Certiorari.--Celia Coen was bound over to the County Court by a magistrate, who issued a subpoena for the defendant to attend there. The subpoena was returned to the court, upon which the witness was called and failed to appear. Two sci. fas. issued, upon which nihils were returned. Judgment and execution. The petition stated that the defendant was sick at the court to which the subpoena was returnable, and never heard any thing of the proceedings. The first notice was the execution.

Stuart, for the petitioner, rested his case, 1st, upon the sickness of the defendant when the subpoena was returned; 2d, the magistrate had no authority to issue subpoenas in such a case, and therefore all the proceedings were void.

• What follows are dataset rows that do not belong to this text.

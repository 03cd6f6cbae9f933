use chrono::{DateTime, NaiveDate, Utc};
use rust_decimal::Decimal;
use serde::{Deserialize, Serialize};
use uuid::Uuid;

use crate::common::Owned;

/// Comparison of the computed balance with a statement balance on a checkpoint date.
#[derive(Debug, Clone, Serialize, Deserialize, PartialEq)]
pub struct Reconciliation {
    pub id: Uuid,
    pub user_id: Uuid,
    pub account_id: Uuid,
    pub date: NaiveDate,
    pub expected_balance: Decimal,
    pub actual_balance: Decimal,
    /// `actual_balance - expected_balance`.
    pub difference: Decimal,
    #[serde(default, skip_serializing_if = "Option::is_none")]
    pub adjustment_rule_id: Option<Uuid>,
    #[serde(default, skip_serializing_if = "Option::is_none")]
    pub note: Option<String>,
    pub created_at: DateTime<Utc>,
}

impl Reconciliation {
    pub fn is_balanced(&self) -> bool {
        self.difference.is_zero()
    }
}

impl Owned for Reconciliation {
    fn user_id(&self) -> Uuid {
        self.user_id
    }
}
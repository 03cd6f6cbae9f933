//! cashflow-config
//!
//! Persistent planner preferences: default currency, data file location, the
//! active user and the window limits applied by frontends.

pub mod error;
pub mod manager;
pub mod model;

pub use error::ConfigError;
pub use manager::ConfigManager;
pub use model::{Config, PlannerLimits};
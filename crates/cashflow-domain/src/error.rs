use chrono::NaiveDate;
use thiserror::Error;

/// Validation failures raised while building or editing domain entities.
#[derive(Debug, Clone, PartialEq, Eq, Error)]
pub enum DomainError {
    #[error("frequency is required for recurring rules")]
    MissingFrequency,
    #[error("day_of_month is required for {0} recurrence")]
    MissingDayOfMonth(&'static str),
    #[error("month_of_year is required for YEARLY recurrence")]
    MissingMonthOfYear,
    #[error("month_of_year is only valid for YEARLY recurrence")]
    UnexpectedMonthOfYear,
    #[error("{0} should only be set when the rule is recurring")]
    OneTimeField(&'static str),
    #[error("day_of_month must be between 1 and 31, or -1 for the last day (got {0})")]
    DayOutOfRange(i32),
    #[error("month_of_year must be between 1 and 12 (got {0})")]
    MonthOutOfRange(u32),
    #[error("end date {end} is before start date {start}")]
    EndBeforeStart { start: NaiveDate, end: NaiveDate },
    #[error("amount must be greater than zero")]
    NonPositiveAmount,
    #[error("currency must be a 3-letter code (got `{0}`)")]
    InvalidCurrency(String),
    #[error("name must not be empty")]
    EmptyName,
    #[error("exception must either delete the occurrence or override at least one field")]
    EmptyException,
    #[error("unknown {kind} `{value}`")]
    UnknownKind { kind: &'static str, value: String },
}
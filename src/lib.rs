#![doc(test(attr(deny(warnings))))]

//! Cashflow bundles the planner crates (domain model, forecasting engine, JSON
//! store and configuration) behind one facade and a command-line frontend.

pub mod cli;
pub mod errors;
pub mod utils;

pub use cashflow_config as config;
pub use cashflow_core as planner;
pub use cashflow_domain as domain;
pub use cashflow_storage_json as storage;

use std::sync::Once;

static INIT_TRACING: Once = Once::new();

/// Initializes global tracing and emits a startup debug log.
pub fn init() {
    INIT_TRACING.call_once(|| {
        utils::init_tracing();
        tracing::debug!(version = utils::build_info::CLI_VERSION, "cashflow tracing initialized");
    });
}

#[cfg(test)]
mod tests {
    #[test]
    fn init_is_idempotent() {
        super::init();
        super::init();
    }
}
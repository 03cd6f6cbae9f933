use std::{
    fs,
    panic::{self, AssertUnwindSafe},
    str::FromStr,
};

use chrono::NaiveDate;
use rust_decimal::Decimal;
use tempfile::tempdir;
use uuid::Uuid;

use cashflow_core::{
    api_create_reconciliation, CoreError, EditMode, FixedClock, ReconciliationRequest,
    RuleService, RuleStore, Transactional,
};
use cashflow_domain::{Account, AccountKind, Category, CategoryKind, RuleDraft};
use cashflow_storage_json::JsonPlannerStore;

fn date(y: i32, m: u32, d: u32) -> NaiveDate {
    NaiveDate::from_ymd_opt(y, m, d).unwrap()
}

fn seeded(store: &mut JsonPlannerStore, user: Uuid) -> (Uuid, Uuid) {
    let account = store
        .add_account(Account::new(
            user,
            "Checking",
            AccountKind::Checking,
            "USD",
            Decimal::from_str("1000.00").unwrap(),
            date(2025, 1, 1),
        ))
        .expect("add account");
    let category = store
        .add_category(Category::new(user, "Rent", CategoryKind::Expense))
        .expect("add category");
    (account, category)
}

#[test]
fn writes_are_persisted_and_reloaded() {
    let dir = tempdir().expect("tempdir");
    let path = dir.path().join("planner.json");
    let user = Uuid::new_v4();

    let rule_id = {
        let mut store = JsonPlannerStore::open(&path).expect("open store");
        let (account, category) = seeded(&mut store, user);
        let draft = RuleDraft::one_time(
            user,
            account,
            category,
            "Rent",
            Decimal::from_str("900").unwrap(),
            "usd",
            date(2025, 1, 1),
        )
        .monthly(1);
        RuleService::create(&mut store, draft).expect("create rule").id
    };

    let reopened = JsonPlannerStore::open(&path).expect("reopen store");
    let rule = reopened.rule(rule_id).unwrap().expect("rule persisted");
    assert_eq!(rule.currency, "USD");
    assert_eq!(reopened.data().accounts.len(), 1);
    assert!(!path.with_extension("json.tmp").exists());
}

#[test]
fn failed_transaction_leaves_file_and_memory_untouched() {
    let dir = tempdir().expect("tempdir");
    let path = dir.path().join("planner.json");
    let user = Uuid::new_v4();
    let mut store = JsonPlannerStore::open(&path).expect("open store");
    let (account, category) = seeded(&mut store, user);
    let before = fs::read_to_string(&path).expect("read file");

    let draft = RuleDraft::one_time(
        user,
        account,
        category,
        "Temp",
        Decimal::ONE,
        "USD",
        date(2025, 1, 1),
    );
    let result: Result<(), CoreError> = store.atomically(|tx| {
        tx.insert_rule(draft.build()?)?;
        Err(CoreError::Validation("abort".into()))
    });

    assert!(result.is_err());
    assert!(store.data().rules.is_empty());
    assert_eq!(fs::read_to_string(&path).expect("read file"), before);
}

#[test]
fn panicking_transaction_does_not_stop_later_writes() {
    let dir = tempdir().expect("tempdir");
    let path = dir.path().join("planner.json");
    let user = Uuid::new_v4();
    let mut store = JsonPlannerStore::open(&path).expect("open store");
    seeded(&mut store, user);

    let unwound = panic::catch_unwind(AssertUnwindSafe(|| {
        let _: Result<(), CoreError> = store.atomically(|tx| {
            tx.add_category(Category::new(user, "Half-written", CategoryKind::Expense))?;
            panic!("work closure panicked");
        });
    }));
    assert!(unwound.is_err());
    assert_eq!(store.data().categories.len(), 1);

    let savings = store
        .add_account(Account::new(
            user,
            "Savings",
            AccountKind::Savings,
            "USD",
            Decimal::ZERO,
            date(2025, 1, 1),
        ))
        .expect("add account after panic");

    let reopened = JsonPlannerStore::open(&path).expect("reopen store");
    assert!(reopened.data().accounts.iter().any(|a| a.id == savings));
    assert!(reopened
        .data()
        .categories
        .iter()
        .all(|c| c.name != "Half-written"));
}

#[test]
fn reconciliation_with_adjustment_survives_reload() {
    let dir = tempdir().expect("tempdir");
    let path = dir.path().join("planner.json");
    let user = Uuid::new_v4();
    let mut store = JsonPlannerStore::open(&path).expect("open store");
    let (account, _) = seeded(&mut store, user);

    let record = api_create_reconciliation(
        &mut store,
        &FixedClock::on(date(2025, 2, 1)),
        ReconciliationRequest {
            user_id: user,
            account_id: account,
            date: date(2025, 1, 31),
            actual_balance: Decimal::from_str("1010.00").unwrap(),
            create_adjustment: true,
            note: None,
        },
    )
    .expect("reconcile");

    let reopened = JsonPlannerStore::open(&path).expect("reopen store");
    assert_eq!(reopened.data().reconciliations.len(), 1);
    let adjustment = record.adjustment_rule_id.expect("adjustment id");
    assert!(reopened.rule(adjustment).unwrap().is_some());
    assert!(reopened.data().categories.iter().any(|c| c.is_system));
}

#[test]
fn series_edits_write_backups_with_retention() {
    let dir = tempdir().expect("tempdir");
    let path = dir.path().join("planner.json");
    let backups = dir.path().join("backups");
    let user = Uuid::new_v4();
    let mut store =
        JsonPlannerStore::with_retention(path.clone(), backups.clone(), 2).expect("open store");
    let (account, category) = seeded(&mut store, user);
    let rule = RuleService::create(
        &mut store,
        RuleDraft::one_time(
            user,
            account,
            category,
            "Gym",
            Decimal::from(30),
            "USD",
            date(2025, 1, 5),
        )
        .monthly(5),
    )
    .expect("create rule");
    RuleService::delete(&mut store, user, rule.id, EditMode::ThisOnly(date(2025, 2, 5)))
        .expect("skip occurrence");

    let labelled = store.backup(Some("before cleanup")).expect("manual backup");
    assert!(labelled.id.ends_with("_before-cleanup.json"));
    let listed = store.list_backups().expect("list backups");
    assert!(!listed.is_empty());
    assert!(listed.len() <= 2);

    store.restore_backup(&labelled.id).expect("restore");
    assert_eq!(store.data().exceptions.len(), 1);
}

#[test]
fn restoring_a_missing_backup_fails() {
    let dir = tempdir().expect("tempdir");
    let mut store = JsonPlannerStore::open(dir.path().join("planner.json")).expect("open store");
    assert!(store.restore_backup("planner_20990101_0000.json").is_err());
}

It is absolutely necessary that the sci. fa. be actually served, to authorize the imposition of a fine. Two nihils are not sufficient. The attorney-general admitted the magistrate had no authority to issue the subpoena.

Per Curiam.

The first ground taken by the defendant's counsel is not tenable; the petition does not show that he applied to the County Court for a remission of the fine; every court ought to have the power of enforcing its process; nor should this court interfere, unless in cases where improper means had been used.a1 Application ought to have been made to the court where the fine was imposed, supposing the subpoena to have been properly issued and served; his not knowing of the sci. fa. would not authorize the interference of this court. Actual service is not indispensable. Upon adverting to the language of the Court Law, when speaking of the sci. fa., it uses the words “making known” precisely the same as in the case of bail, in which the practice is settled as it is in England. Two nihils are equal to actual service; the same practice is proper in this case.

Upon the second ground, the process of subpoena being void, all subsequent proceedings must of course be so. On this ground alone the petitioner ought to be relieved.

Let the fine be remitted.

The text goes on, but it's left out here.